While the authors’ approach is original in a Canadian context, it draws, in part, on current models in other OECD countries such as Sweden, where public and private health care systems co-exist. One important advantage for patients, in these parallel and mixed public-private systems, is better access to medical and hospital services. The following concrete proposals were among those presented to the Kirby Committee today:

  • The universal publicly funded health insurance plan (Medicare) should be retained as a basic core insurance plan, available to all residents.
  • The health care system and its legislation should be upgraded to at least meet European and OECD standards of parallel public and private health care and health insurance services.
  • The system should allow for pluralism, free choice and innovation in the financing, insuring and delivery of health services, with increasing reliance on natural incentives to improve, when competition is allowed.
  • All eligible taxpayers would be required to financially support Medicare, but individuals could opt out of benefits covering certain categories of services such as office visits, hospital, diagnostic and laboratory, drugs, etc and receive a per capita cost-equivalent tax credit or voucher for that category.
  • Tax credits and vouchers could only be used for purchasing an alternative form of private insurance or a health plan covering that category of service.
  • Individuals without income could still make private choices with public funds.
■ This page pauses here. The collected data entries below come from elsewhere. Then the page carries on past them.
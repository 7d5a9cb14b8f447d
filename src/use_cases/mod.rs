// Use cases layer: lobby lifecycle and the per-lobby simulation loop.

pub mod game;
pub mod lobby;
pub mod simulation;
pub mod types;

pub use game::LoopTiming;
pub use lobby::{LobbyError, LobbyHandle, LobbyRegistry, LobbySettings};
pub use simulation::{Lobby, LobbyOptions};
pub use types::{GameEvent, LobbyStatus, LobbyUpdate, TankSnapshot};
// Hull control for bots: dodging, wandering and wall-aware translation.

use crate::domain::geometry::{detect_obstacle_along_ray, is_colliding_with_wall, lerp_angle, normalize_angle};
use crate::domain::grid::TileGrid;
use crate::domain::state::Tank;
use crate::domain::tuning::TILE_SIZE;
use crate::domain::tuning::tank::TANK_RADIUS;
use rand::Rng;
use std::f32::consts::{FRAC_PI_2, PI};

/// Heading easing per tick.
pub const HEADING_EASE: f32 = 0.1;

/// How far ahead the wander probe looks for walls.
const LOOKAHEAD: f32 = 2.0 * TANK_RADIUS;

/// Distance of the four cardinal probes used to find the nearest wall.
const PROBE_DISTANCE: f32 = TANK_RADIUS + TILE_SIZE / 2.0;

/// Fraction of a step taken backwards when fully stuck.
const BACKSTEP: f32 = 0.5;

/// Ticks an escape heading is held before wandering resumes.
const ESCAPE_TICKS: u32 = 30;

/// Picks whichever perpendicular to the bullet's path points farther from
/// the bullet, as seen from the tank.
pub fn avoid_bullet(tank: &Tank, bullet_x: f32, bullet_y: f32, bullet_angle: f32) -> f32 {
    let bearing = (bullet_y - tank.y).atan2(bullet_x - tank.x);
    let left = normalize_angle(bullet_angle + FRAC_PI_2);
    let right = normalize_angle(bullet_angle - FRAC_PI_2);
    let left_gap = normalize_angle(left - bearing).abs();
    let right_gap = normalize_angle(right - bearing).abs();
    if left_gap > right_gap { left } else { right }
}

/// Idle wander: keep the current target until the timer runs out or a wall
/// shows up ahead, then jitter it by up to a quarter turn either way.
pub fn wander<R: Rng + ?Sized>(tank: &mut Tank, grid: &TileGrid, rng: &mut R) {
    tank.movement_timer = tank.movement_timer.saturating_sub(1);
    if tank.movement_timer == 0
        || detect_obstacle_along_ray(tank.x, tank.y, tank.angle, LOOKAHEAD, grid)
    {
        tank.target_direction += (rng.r#gen::<f32>() - 0.5) * PI;
        tank.movement_timer = rng.gen_range(60..180);
    }
}

pub fn ease_heading(tank: &mut Tank) {
    tank.angle = normalize_angle(lerp_angle(tank.angle, tank.target_direction, HEADING_EASE));
}

#[derive(Debug, Clone, Copy, PartialEq, Eq)]
pub enum Translation {
    Moved,
    Slid,
    Stuck,
}

/// Moves the tank `speed` units along its heading.
///
/// A blocked step falls back to sliding along whichever single axis is
/// free. A fully blocked tank backs off a little and turns its target
/// heading away from the walls its probes touch.
pub fn translate(tank: &mut Tank, speed: f32, grid: &TileGrid) -> Translation {
    if speed <= 0.0 {
        return Translation::Moved;
    }
    let (dx, dy) = (tank.angle.cos() * speed, tank.angle.sin() * speed);

    if !is_colliding_with_wall(tank.x + dx, tank.y + dy, TANK_RADIUS, grid) {
        tank.x += dx;
        tank.y += dy;
        return Translation::Moved;
    }
    if !is_colliding_with_wall(tank.x + dx, tank.y, TANK_RADIUS, grid) {
        tank.x += dx;
        return Translation::Slid;
    }
    if !is_colliding_with_wall(tank.x, tank.y + dy, TANK_RADIUS, grid) {
        tank.y += dy;
        return Translation::Slid;
    }

    let (bx, by) = (tank.x - dx * BACKSTEP, tank.y - dy * BACKSTEP);
    if !is_colliding_with_wall(bx, by, TANK_RADIUS, grid) {
        tank.x = bx;
        tank.y = by;
    }
    match wall_normal(tank.x, tank.y, grid) {
        Some((nx, ny)) => tank.target_direction = ny.atan2(nx),
        None => tank.target_direction = tank.angle + PI,
    }
    tank.movement_timer = ESCAPE_TICKS;
    Translation::Stuck
}

/// Average direction pointing away from every cardinal probe that lands in
/// a wall, or `None` when no probe (or opposing probes only) touch one.
pub fn wall_normal(x: f32, y: f32, grid: &TileGrid) -> Option<(f32, f32)> {
    const CARDINALS: [(f32, f32); 4] = [(1.0, 0.0), (-1.0, 0.0), (0.0, 1.0), (0.0, -1.0)];

    let (mut sx, mut sy, mut hits) = (0.0_f32, 0.0_f32, 0);
    for (ox, oy) in CARDINALS {
        let (px, py) = (x + ox * PROBE_DISTANCE, y + oy * PROBE_DISTANCE);
        if is_colliding_with_wall(px, py, 1.0, grid) {
            sx -= ox;
            sy -= oy;
            hits += 1;
        }
    }
    if hits == 0 {
        return None;
    }
    let (nx, ny) = (sx / hits as f32, sy / hits as f32);
    (nx.hypot(ny) > f32::EPSILON).then_some((nx, ny))
}

#[cfg(test)]
mod tests {
    use super::*;
    use crate::domain::geometry::angle_between;
    use crate::domain::state::{EntityId, TankKind};
    use rand::SeedableRng;
    use rand::rngs::StdRng;

    fn bot(x: f32, y: f32, angle: f32) -> Tank {
        let mut tank = Tank::new(EntityId::Bot(1), TankKind::Tier(1), x, y);
        tank.angle = angle;
        tank.target_direction = angle;
        tank
    }

    fn open_room(cols: usize, rows: usize) -> TileGrid {
        let mut grid = TileGrid::filled(rows, cols, 1);
        for row in 1..rows as i32 - 1 {
            for col in 1..cols as i32 - 1 {
                grid.set(col, row, 0);
            }
        }
        grid
    }

    #[test]
    fn when_dodging_then_heading_is_perpendicular_and_away_from_bullet() {
        let tank = bot(200.0, 200.0, 0.0);
        // Bullet below-left of the tank flying right.
        let heading = avoid_bullet(&tank, 150.0, 210.0, 0.0);
        assert!(angle_between(heading, -FRAC_PI_2) < 1e-5);

        // Bullet above-left: dodge downwards.
        let heading = avoid_bullet(&tank, 150.0, 190.0, 0.0);
        assert!(angle_between(heading, FRAC_PI_2) < 1e-5);
    }

    #[test]
    fn when_wander_timer_expires_then_new_target_stays_within_quarter_turn() {
        let grid = open_room(12, 12);
        let mut rng = StdRng::seed_from_u64(4);
        for _ in 0..50 {
            let mut tank = bot(300.0, 300.0, 1.0);
            tank.movement_timer = 1;
            wander(&mut tank, &grid, &mut rng);
            assert!((tank.target_direction - 1.0).abs() <= FRAC_PI_2 + 1e-5);
            assert!((60..180).contains(&tank.movement_timer));
        }
    }

    #[test]
    fn when_path_is_clear_then_wander_keeps_course() {
        let grid = open_room(12, 12);
        let mut rng = StdRng::seed_from_u64(4);
        let mut tank = bot(300.0, 300.0, 0.0);
        tank.movement_timer = 50;
        wander(&mut tank, &grid, &mut rng);
        assert_eq!(tank.target_direction, 0.0);
        assert_eq!(tank.movement_timer, 49);
    }

    #[test]
    fn when_heading_eases_then_it_never_snaps() {
        let mut tank = bot(0.0, 0.0, 0.0);
        tank.target_direction = 1.0;
        ease_heading(&mut tank);
        assert!((tank.angle - 0.1).abs() < 1e-5);
    }

    #[test]
    fn when_diagonal_is_blocked_then_tank_slides_along_free_axis() {
        let grid = open_room(6, 6);
        // Against the right wall (interior ends at x = 250), heading down-right.
        let mut tank = bot(229.0, 125.0, 0.5);
        let outcome = translate(&mut tank, 2.0, &grid);
        assert_eq!(outcome, Translation::Slid);
        assert_eq!(tank.x, 229.0);
        assert!(tank.y > 125.0);
    }

    #[test]
    fn when_wedged_in_corner_then_tank_turns_away_from_walls() {
        let grid = open_room(6, 6);
        // Tucked into the bottom-right corner, heading into it.
        let mut tank = bot(229.0, 229.0, PI / 4.0);
        let outcome = translate(&mut tank, 2.0, &grid);
        assert_eq!(outcome, Translation::Stuck);
        assert!(angle_between(tank.target_direction, -3.0 * PI / 4.0) < 1e-4);
        assert!(tank.x < 229.0 && tank.y < 229.0);
    }

    #[test]
    fn when_no_wall_is_near_then_normal_is_none() {
        let grid = open_room(12, 12);
        assert_eq!(wall_normal(300.0, 300.0, &grid), None);
    }
}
Government insurance vouchers would always pay for a core private insurance or health service plan, thus the concept of universal private choice means what it says – available to everyone.
  • Another option for alternative financing of routine health care expenses is a Medical Savings Plan (MSP) or Account (MSA), set up in conjunction with a compulsory high-deductible, low premium catastrophic health insurance plan that covers all expenses after a certain threshold is reached each year. The MSP/MSA is patterned after a familiar Canadian institution – the Registered Retirement Savings Plan (RRSP). Contributions to the MSP/MSA would be tax deductible, and money withdrawn for medical expenses would be tax-free.
  • Health Purchasing Agencies could be set up by a minimum of 10,000 consumers, privately owned by their members and organized to assist and fully inform them regarding health insurance matters, and with the financial clout to negotiate group purchases of health insurance and health plans for its members. Medicare patients who endure an unreasonable delay for diagnostic services or treatment would be issued a voucher to pay for these services elsewhere, at the offending hospital’s expense.
  • With greater financial and vocational independence of hospitals, and growing numbers of financially empowered health consumers, who are cost conscious and fully informed on hospital matters of quality, access, available technology and professional reputation, hospitals should become more competitive in attracting patients.

A timely study

The publication of this Research Paper and the presentation to the Senate Committee is timely. Recent polls indicate that a majority of Canadians are not only ready to debate the role of the private sector in Canada’s health system but also believe that access to private health care, far from endangering the system, would rather improve it.

In a letter recently sent to the federal Health Minister, the MEI Executive Director, Michel Kelly-Gagnon, suggested that this change in attitude on the part of Canadians must now be recognized and asked the current Romanow Commission on the Future of Health Care in Canada to conduct its work with the same spirit of openness. The MEI also intends to testify before the Commission when it holds its public hearings.